Should You Join the SCBWI? A Look at the Society of Children's Book Writers and Illustrators
If your dream is to make children’s books, you’ve probably come across the Society of Children’s Book Writers and Illustrators before. It’s a global organization for writers and illustrators, which aims to connect its members with helpful resources, awards and grants, and with their peers.
But is the SCWBI actually worth joining? In this post, we’ll lay out the great and the not-so-great, to help you make your decision.
A global network of chapters
The SCBWI is a highly localized organization, despite also being an international one. The over 25,000 members represent over 80 different regional chapters consisting of both individual US states as well as countries and regions across the globe. You can find the full list here.
Upon joining, you’ll be automatically enrolled into one of these chapters. This can be both a blessing and a curse. On the one hand, you’ll be able to connect with other authors and artists in your local area, both digitally and in person, helping you build your network of professional contacts organically. On the other hand, the activity for these chapters will vary widely, and while some chapters are holding events several times a month, others meet far less frequently.
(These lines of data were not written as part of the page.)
//! Console logging setup.

use tracing::Level;
use tracing_subscriber::EnvFilter;

/// Install the global subscriber. `RUST_LOG` wins over `--verbose`.
///
/// Logs go to stderr so command output on stdout stays machine readable.
pub fn init(verbose: bool) -> anyhow::Result<()> {
    let level = if verbose { Level::DEBUG } else { Level::INFO };
    let filter = EnvFilter::try_from_default_env()
        .unwrap_or_else(|_| EnvFilter::new(format!(
            "factorlab={level},factorlab_core={level},factorlab_runner={level},warn"
        )));

    tracing_subscriber::fmt()
        .with_env_filter(filter)
        .with_target(true)
        .with_writer(std::io::stderr)
        .try_init()
        .map_err(|e| anyhow::anyhow!("failed to install log subscriber: {e}"))?;
    Ok(())
}
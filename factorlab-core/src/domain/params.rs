//! ParameterSet — factor weights plus the risk knobs the simulator consumes.

use serde::{Deserialize, Serialize};
use std::collections::BTreeMap;
use thiserror::Error;

use super::ids::ParamsHash;

/// Tolerance for "weights sum to 1.0".
pub const WEIGHT_SUM_TOLERANCE: f64 = 1e-6;

/// One candidate strategy configuration.
///
/// Uses `BTreeMap` so serialization (and therefore the fingerprint) has a
/// deterministic key order.
#[derive(Debug, Clone, PartialEq, Serialize, Deserialize)]
pub struct ParameterSet {
    pub factor_weights: BTreeMap<String, f64>,
    pub position_count: usize,
    pub stop_loss_pct: f64,
    pub drawdown_control_pct: f64,
}

#[derive(Debug, Error, PartialEq)]
pub enum ParamsError {
    #[error("factor weight for '{factor}' is not a finite non-negative number: {weight}")]
    InvalidWeight { factor: String, weight: f64 },
    #[error("factor weights sum to {sum}, expected 1.0")]
    WeightSum { sum: f64 },
    #[error("position_count must be at least 1")]
    NoPositions,
    #[error("{field} must be in (0, 1), got {value}")]
    OutOfRange { field: &'static str, value: f64 },
}

impl ParameterSet {
    /// Build a parameter set, normalizing the weights so they sum to 1.0.
    pub fn new(
        weights: BTreeMap<String, f64>,
        position_count: usize,
        stop_loss_pct: f64,
        drawdown_control_pct: f64,
    ) -> Result<Self, ParamsError> {
        let params = Self {
            factor_weights: normalize_weights(&weights)?,
            position_count,
            stop_loss_pct,
            drawdown_control_pct,
        };
        params.validate()?;
        Ok(params)
    }

    /// Check every invariant of a parameter set.
    pub fn validate(&self) -> Result<(), ParamsError> {
        for (factor, &weight) in &self.factor_weights {
            if !weight.is_finite() || weight < 0.0 {
                return Err(ParamsError::InvalidWeight {
                    factor: factor.clone(),
                    weight,
                });
            }
        }
        let sum: f64 = self.factor_weights.values().sum();
        if (sum - 1.0).abs() > WEIGHT_SUM_TOLERANCE {
            return Err(ParamsError::WeightSum { sum });
        }
        if self.position_count == 0 {
            return Err(ParamsError::NoPositions);
        }
        check_fraction("stop_loss_pct", self.stop_loss_pct)?;
        check_fraction("drawdown_control_pct", self.drawdown_control_pct)?;
        Ok(())
    }

    /// Weight of a factor (0.0 when the factor is absent).
    pub fn weight(&self, factor: &str) -> f64 {
        self.factor_weights.get(factor).copied().unwrap_or(0.0)
    }

    /// L1 distance between the weight vectors of two parameter sets.
    pub fn weight_distance(&self, other: &ParameterSet) -> f64 {
        let mut names: Vec<&String> = self.factor_weights.keys().collect();
        names.extend(other.factor_weights.keys());
        names.sort();
        names.dedup();
        names
            .into_iter()
            .map(|n| (self.weight(n) - other.weight(n)).abs())
            .sum()
    }

    /// Exact identity: BLAKE3 of the canonical JSON serialization.
    pub fn fingerprint(&self) -> ParamsHash {
        // BTreeMap keys + fixed field order make the JSON canonical.
        let json = serde_json::to_string(self).unwrap_or_default();
        ParamsHash::from_bytes(json.as_bytes())
    }
}

/// Scale non-negative weights so they sum to 1.0.
pub fn normalize_weights(
    weights: &BTreeMap<String, f64>,
) -> Result<BTreeMap<String, f64>, ParamsError> {
    for (factor, &weight) in weights {
        if !weight.is_finite() || weight < 0.0 {
            return Err(ParamsError::InvalidWeight {
                factor: factor.clone(),
                weight,
            });
        }
    }
    let sum: f64 = weights.values().sum();
    if sum <= 0.0 {
        return Err(ParamsError::WeightSum { sum });
    }
    Ok(weights
        .iter()
        .map(|(k, v)| (k.clone(), v / sum))
        .collect())
}

fn check_fraction(field: &'static str, value: f64) -> Result<(), ParamsError> {
    if value.is_finite() && value > 0.0 && value < 1.0 {
        Ok(())
    } else {
        Err(ParamsError::OutOfRange { field, value })
    }
}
The region you’re in may be a key factor in your experience of the SCBWI, so it’s worth carefully researching your local group before joining. Thankfully, the SCBWI website has a dedicated page for each chapter where you can check out the group’s leadership, view a calendar of upcoming events — and perhaps even plan to attend any of those events which are available to non-members. This can be a great way to “try before you buy” and get a true feel for your local branch before signing up.
Tiered membership for every stage in your career
There are four main types of membership available at SCWBI, reflecting various stages of an author’s career:
|Associate membership||Unpublished writers and illustrators, as well as those with a general interest in the field.|
|Full membership||Published authors and artists, including self-published, who have work available in the children's market.|
|Published and Listed membership||Those who have been published by a traditional publishing house.|
|Student membership||Those currently enrolled in university or college.|
While these tiers do help to differentiate between members, it’s interesting to note that there are no clear distinctions between the perks available to the different tiers of membership, except for one newsletter: the PRO-INSIDER newsletter.
According to SCBWI, this newsletter “is a digital publication for PAL (Published and Listed) and Full members … filled with information on building and maintaining a successful career as a professional writer or illustrator. [It]features articles about contracts, royalties, marketing, school visits, taxes, and everything a professional writer or illustrator might need to know.” It’s all valuable stuff, but why this information is made available only to published authors remains a little unclear.
Otherwise, the distinction between different types of members seems a little obscure, especially considering the flat pricing structure.
An $80 annual membership fee
No matter which type of membership you have, except for a couple of different concessions, you will be paying a $95 fee to join, and an $80 dollar annual renewal fee. This is reduced to $65 and $55, respectively, for full time students. The SCBWI also mentions that residents of countries designated by the UN as a developing country are eligible for discounted membership.
While certainly not cheap, this pricing is comparable to similar professional bodies like the CIEP and ACES — and the structure of the pricing is refreshingly transparent, compared to others. The main consideration here, then, is whether you personally will get enough bang for your buck to justify the price — or if you’re better off looking for free alternatives.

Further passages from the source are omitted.